Statistical significance using PUMS data

Bill Byrnes over 4 years ago

I've been having some trouble finding a direct answer to this question, so I thought I'd toss it in here! I have used PUMS data to calculate rates of poverty for children by race and ethnicity in Illinois. The results I got are here (margins of error with a 90% confidence level are in parentheses):

White: 13.6% (0.4%)

Black: 38.9% (1.2%)

Asian or Pacific Islander: 10.8% (1.2%)

My question is: To test if these differences are statistically significant, can I still use the Census Bureau's methods that they recommend for the ACS data on data.census.gov? Typically, I use the Bureau's statistical testing tool Excel spreadsheet and/or this formula:

If |(Est1 - Est2)/(SE1^2 + SE2^2)| > 1.645, then difference is statistically significant

If that is not the correct way to do it, do you know of any available resources for how to calculate statistical significance for weighted PUMS estimates? Thank you!

Top Replies

Stas Kolenikov over 4 years ago in reply to Matt Schroeder +1

Bill Byrnes I would run

svyby(~poverty, by = ~race, FUN = svymean )

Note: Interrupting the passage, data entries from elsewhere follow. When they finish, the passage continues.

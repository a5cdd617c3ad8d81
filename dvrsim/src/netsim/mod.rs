// DvrSim: Distance-Vector Routing Simulator
// Copyright (C) 2021  Tibor Schneider
//
// This program is free software; you can redistribute it and/or modify
// it under the terms of the GNU General Public License as published by
// the Free Software Foundation; either version 2 of the License, or
// (at your option) any later version.
//
// This program is distributed in the hope that it will be useful,
// but WITHOUT ANY WARRANTY; without even the implied warranty of
// MERCHANTABILITY or FITNESS FOR A PARTICULAR PURPOSE.  See the
// GNU General Public License for more details.
//
// You should have received a copy of the GNU General Public License along
// with this program; if not, write to the Free Software Foundation, Inc.,
// 51 Franklin Street, Fifth Floor, Boston, MA 02110-1301 USA.

#![deny(missing_docs, missing_debug_implementations)]

//! # NetSim
//!
//! This is a library for simulating distance-vector routing on a static topology, which is
//! modified by a schedule of link events.
//!
//! ## Example usage
//!
//! The following example generates a triangle of routers, where the link between `1` and `3` is
//! removed in round 4. The network is simulated with split horizon.
//!
//! ```rust
//! use dvrsim::netsim::{Event, EventSchedule, Network, Policy, Simulation};
//!
//! fn main() -> Result<(), Box<dyn std::error::Error>> {
//!
//!     let mut net = Network::new(3);
//!     net.add_link(1, 2, 1)?;
//!     net.add_link(2, 3, 1)?;
//!     net.add_link(1, 3, 1)?;
//!
//!     let mut schedule = EventSchedule::new();
//!     schedule.add_event(Event::new(4, 1, 3, -1).unwrap())?;
//!
//!     let result = Simulation::new(net, schedule, Policy::SplitHorizon)?.run()?;
//!
//!     // router 1 now reaches 3 over 2
//!     assert_eq!(result.table.get_route(1, 3)?, vec![1, 2, 3]);
//!     assert_eq!(result.delay(), 0);
//!
//!     Ok(())
//! }
//! ```

pub(crate) mod context;
pub(crate) mod event;
pub(crate) mod forwarding_state;
pub(crate) mod network;
pub mod policy;
pub mod printer;
pub mod router;
pub mod simulation;
pub(crate) mod types;

pub use context::SimulationContext;
pub use event::{Event, EventSchedule, LinkChange, FIRST_EVENT_ROUND};
pub use forwarding_state::{ForwardingState, TableEntry};
pub use network::Network;
pub use policy::Policy;
pub use router::{FrozenTable, RoutingTable};
pub use simulation::{Convergence, Simulation, SimulationState, DEFAULT_HOP_LIMIT};
pub use types::{Cost, HopCount, IgpNetwork, LinkWeight, NetworkError, RouterId, UNKNOWN_HOP_COUNT};
// DvrSim: Distance-Vector Routing Simulator
// Copyright (C) 2021  Tibor Schneider
//
// This program is free software; you can redistribute it and/or modify
// it under the terms of the GNU General Public License as published by
// the Free Software Foundation; either version 2 of the License, or
// (at your option) any later version.
//
// This program is distributed in the hope that it will be useful,
// but WITHOUT ANY WARRANTY; without even the implied warranty of
// MERCHANTABILITY or FITNESS FOR A PARTICULAR PURPOSE.  See the
// GNU General Public License for more details.
//
// You should have received a copy of the GNU General Public License along
// with this program; if not, write to the Free Software Foundation, Inc.,
// 51 Franklin Street, Fifth Floor, Boston, MA 02110-1301 USA.

//! # Count-to-Infinity Network

use super::ExampleNetwork;
use crate::netsim::{Event, EventSchedule, Network};

/// # Count-to-Infinity Network
///
/// A triangle `2 -- 3 -- 4` with router `1` attached to router `2`. All links have weight 1.
///
/// ```text
///         3
///        / \
/// 1 --- 2   |
///        \ /
///         4
/// ```
///
/// Once the link `1 -- 2` fails, router `1` becomes unreachable. Routers `3` and `4` still
/// advertise their stale routes towards `1` to each other and to `2`.
pub struct CountToInfinityNet {}

impl ExampleNetwork for CountToInfinityNet {
    fn net(_size: usize) -> Network {
        let mut net = Network::new(4);
        net.add_link(1, 2, 1).unwrap();
        net.add_link(2, 3, 1).unwrap();
        net.add_link(2, 4, 1).unwrap();
        net.add_link(3, 4, 1).unwrap();
        net
    }

    /// # Variant 0
    /// No events
    ///
    /// # Variant 1
    /// The link `1 -- 2` is removed in round 5.
    fn events(variant: usize) -> EventSchedule {
        let mut schedule = EventSchedule::new();
        if variant == 1 {
            schedule.add_event(Event::new(5, 1, 2, -1).unwrap()).unwrap();
        }
        schedule
    }
}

followed by an appropriate svycontrast (see https://rdrr.io/rforge/survey/man/svycontrast.html)

Matt Herman may have a tidycensus analogue…

Matt Schroeder over 4 years ago

Hi, Bill -- what I'd recommend paying more attention to is the method by which the margins of error were estimated. Bottom line, I'd recommend using the replicate weights in stats packages to do your significance tests. It'll be more accurate, and it saves you some manual work comparing standard errors yourself. :)

Longer version:

[Disclaimer: I'm not a statistician, so I'd appreciate whatever clarifications/corrections others can offer.]

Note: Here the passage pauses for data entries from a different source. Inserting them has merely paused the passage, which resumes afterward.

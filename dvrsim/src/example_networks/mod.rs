// DvrSim: Distance-Vector Routing Simulator
// Copyright (C) 2021  Tibor Schneider
//
// This program is free software; you can redistribute it and/or modify
// it under the terms of the GNU General Public License as published by
// the Free Software Foundation; either version 2 of the License, or
// (at your option) any later version.
//
// This program is distributed in the hope that it will be useful,
// but WITHOUT ANY WARRANTY; without even the implied warranty of
// MERCHANTABILITY or FITNESS FOR A PARTICULAR PURPOSE.  See the
// GNU General Public License for more details.
//
// You should have received a copy of the GNU General Public License along
// with this program; if not, write to the Free Software Foundation, Inc.,
// 51 Franklin Street, Fifth Floor, Boston, MA 02110-1301 USA.

//! Networks for testing

use crate::netsim::{EventSchedule, Network};

mod linenet;
pub use linenet::LineNet;

mod ringnet;
pub use ringnet::RingNet;

mod trianglenet;
pub use trianglenet::TriangleNet;

mod count_to_infinity_net;
pub use count_to_infinity_net::CountToInfinityNet;

mod random_net;
pub use random_net::{random_events, random_net};

/// Trait for easier access to example networks.
pub trait ExampleNetwork {
    /// Get the network with the chosen size. Networks with a fixed size ignore the argument.
    fn net(size: usize) -> Network;
    /// Get the event schedule of the chosen variant. Variant 0 never contains any event.
    fn events(variant: usize) -> EventSchedule;
}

If the MOEs are the ones that come out of the usual stats programs (assuming a simple random sample), then the MOEs above are probably too small, because the ACS uses a complex sample design. With PUMS data, it's best to use the replicate weights, which account for that complex sample design (by drawing 80 subsamples from the full PUMS, calculating statistics for each, and looking at the variation in the statistic across those 80 "sample replicates"). For more info, see the IPUMS-USA page on replicate weights or the "Approximating Standard Errors with Replicate Weights" section in the Census Bureau's PUMS accuracy document.

If the MOEs are replicate-based, then the formula above will probably work pretty well, with a caveat.

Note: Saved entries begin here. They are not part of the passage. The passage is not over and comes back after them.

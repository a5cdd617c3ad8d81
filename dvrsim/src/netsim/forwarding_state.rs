// DvrSim: Distance-Vector Routing Simulator
// Copyright (C) 2021  Tibor Schneider
//
// This program is free software; you can redistribute it and/or modify
// it under the terms of the GNU General Public License as published by
// the Free Software Foundation; either version 2 of the License, or
// (at your option) any later version.
//
// This program is distributed in the hope that it will be useful,
// but WITHOUT ANY WARRANTY; without even the implied warranty of
// MERCHANTABILITY or FITNESS FOR A PARTICULAR PURPOSE.  See the
// GNU General Public License for more details.
//
// You should have received a copy of the GNU General Public License along
// with this program; if not, write to the Free Software Foundation, Inc.,
// 51 Franklin Street, Fifth Floor, Boston, MA 02110-1301 USA.

//! # This module contains the implementation of the global forwarding state. This is the
//! observable result of a round: for every router and every destination, the selected next hop
//! together with the cost and hop count of the selected route.

use crate::netsim::{Cost, HopCount, Network, NetworkError, RouterId};

/// Single cell of the forwarding state
#[derive(Debug, Clone, Copy, PartialEq, Eq, Hash)]
pub enum TableEntry {
    /// The destination is the router itself.
    SelfRoute,
    /// The router knows no route towards the destination.
    Unreachable,
    /// The router forwards towards the destination over `next_hop`.
    Route {
        /// Selected next hop
        next_hop: RouterId,
        /// Cost of the selected route
        cost: Cost,
        /// Hop count of the selected route
        hop_count: HopCount,
    },
}

impl TableEntry {
    /// Returns the hop count as shown in the output. The self route has zero hops, unreachable
    /// destinations have `-1` hops.
    pub fn hop_count(&self) -> HopCount {
        match self {
            Self::SelfRoute => 0,
            Self::Unreachable => -1,
            Self::Route { hop_count, .. } => *hop_count,
        }
    }

    /// Returns the next hop as shown in the output. For the self route, this is the destination
    /// itself, and for unreachable destinations, it is `-1`.
    pub fn next_hop_label(&self, destination: RouterId) -> i64 {
        match self {
            Self::SelfRoute => destination as i64,
            Self::Unreachable => -1,
            Self::Route { next_hop, .. } => *next_hop as i64,
        }
    }

    /// Returns the cost as shown in the output: `0` for the self route and `-1` for unreachable
    /// destinations.
    pub fn cost_label(&self) -> String {
        match self {
            Self::SelfRoute => String::from("0"),
            Self::Unreachable => String::from("-1"),
            Self::Route { cost, .. } => cost.to_string(),
        }
    }
}

/// # Forwarding State
///
/// `N x N` table, where the cell `(router, destination)` contains the [`TableEntry`] of `router`
/// towards `destination`. The table is stored as a flattened vector.
#[derive(Debug, Clone, PartialEq, Eq, Hash)]
pub struct ForwardingState {
    num_routers: usize,
    state: Vec<TableEntry>,
}

impl ForwardingState {
    /// Extracts the forwarding state from the network.
    pub fn from_net(net: &Network) -> Self {
        let num_routers = net.num_routers();
        let mut state = Vec::with_capacity(num_routers * num_routers);
        for router in 1..=num_routers as RouterId {
            let table = net.get_routing_table(router).ok();
            for destination in 1..=num_routers as RouterId {
                let entry = if router == destination {
                    TableEntry::SelfRoute
                } else {
                    table
                        .and_then(|t| {
                            let next_hop = t.get_next_hop(destination)?;
                            let cost = t.get_cost(destination, next_hop)?;
                            let hop_count = t.get_hop_count(destination, next_hop);
                            Some(TableEntry::Route { next_hop, cost, hop_count })
                        })
                        .unwrap_or(TableEntry::Unreachable)
                };
                state.push(entry);
            }
        }
        Self { num_routers, state }
    }

    /// Returns the number of routers (rows) in the table
    pub fn num_routers(&self) -> usize {
        self.num_routers
    }

    /// Returns the entry of `router` towards `destination`, or `None` if either of them is out of
    /// range.
    pub fn get(&self, router: RouterId, destination: RouterId) -> Option<&TableEntry> {
        if router == 0 || destination == 0 {
            return None;
        }
        let (r, d) = ((router - 1) as usize, (destination - 1) as usize);
        if r >= self.num_routers || d >= self.num_routers {
            return None;
        }
        self.state.get(r * self.num_routers + d)
    }

    /// Returns the selected next hop of `router` towards `destination`.
    pub fn get_next_hop(&self, router: RouterId, destination: RouterId) -> Option<RouterId> {
        match self.get(router, destination)? {
            TableEntry::Route { next_hop, .. } => Some(*next_hop),
            _ => None,
        }
    }

    /// Iterate over all rows of the table, in the order of the router ID.
    pub fn rows(&self) -> impl Iterator<Item = &[TableEntry]> {
        self.state.chunks(self.num_routers.max(1))
    }

    /// Returns the first route (ordered by router and destination) whose hop count is at least
    /// `limit`, as a tuple `(router, destination, hop_count)`.
    pub fn find_hop_count_at_least(
        &self,
        limit: HopCount,
    ) -> Option<(RouterId, RouterId, HopCount)> {
        self.state.iter().enumerate().find(|(_, e)| e.hop_count() >= limit).map(|(i, e)| {
            (
                (i / self.num_routers + 1) as RouterId,
                (i % self.num_routers + 1) as RouterId,
                e.hop_count(),
            )
        })
    }

    /// Follow the selected next hops from `router` towards `destination`, and return the path
    /// (including both endpoints). If some router on the path has no route, a
    /// [`NetworkError::ForwardingBlackHole`] is returned. If the path visits a router twice, a
    /// [`NetworkError::ForwardingLoop`] is returned.
    pub fn get_route(
        &self,
        router: RouterId,
        destination: RouterId,
    ) -> Result<Vec<RouterId>, NetworkError> {
        let mut path = vec![router];
        let mut current = router;
        while current != destination {
            match self.get_next_hop(current, destination) {
                Some(next) if path.contains(&next) => {
                    path.push(next);
                    return Err(NetworkError::ForwardingLoop(path));
                }
                Some(next) => {
                    path.push(next);
                    current = next;
                }
                None => return Err(NetworkError::ForwardingBlackHole(path)),
            }
        }
        Ok(path)
    }
}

The actual formula for the standard error of the difference in means is the square root of (the sum of the variances minus (twice the covariance)): ( SE1^2 + SE2^2 - 2Cov(1, 2)) ^ 0.5

The formula we use with the summary files to approximate the standard error of the difference in means -- (SE1^2 + SE2^2) ^ 0.5 -- ignores the covariance between the poverty rates in the different groups.* Since the covariance can be positive or negative, this means that the formula may overestimate or underestimate the actual standard error (as the Census Bureau's instructions for statistical testing in the summary files point out.)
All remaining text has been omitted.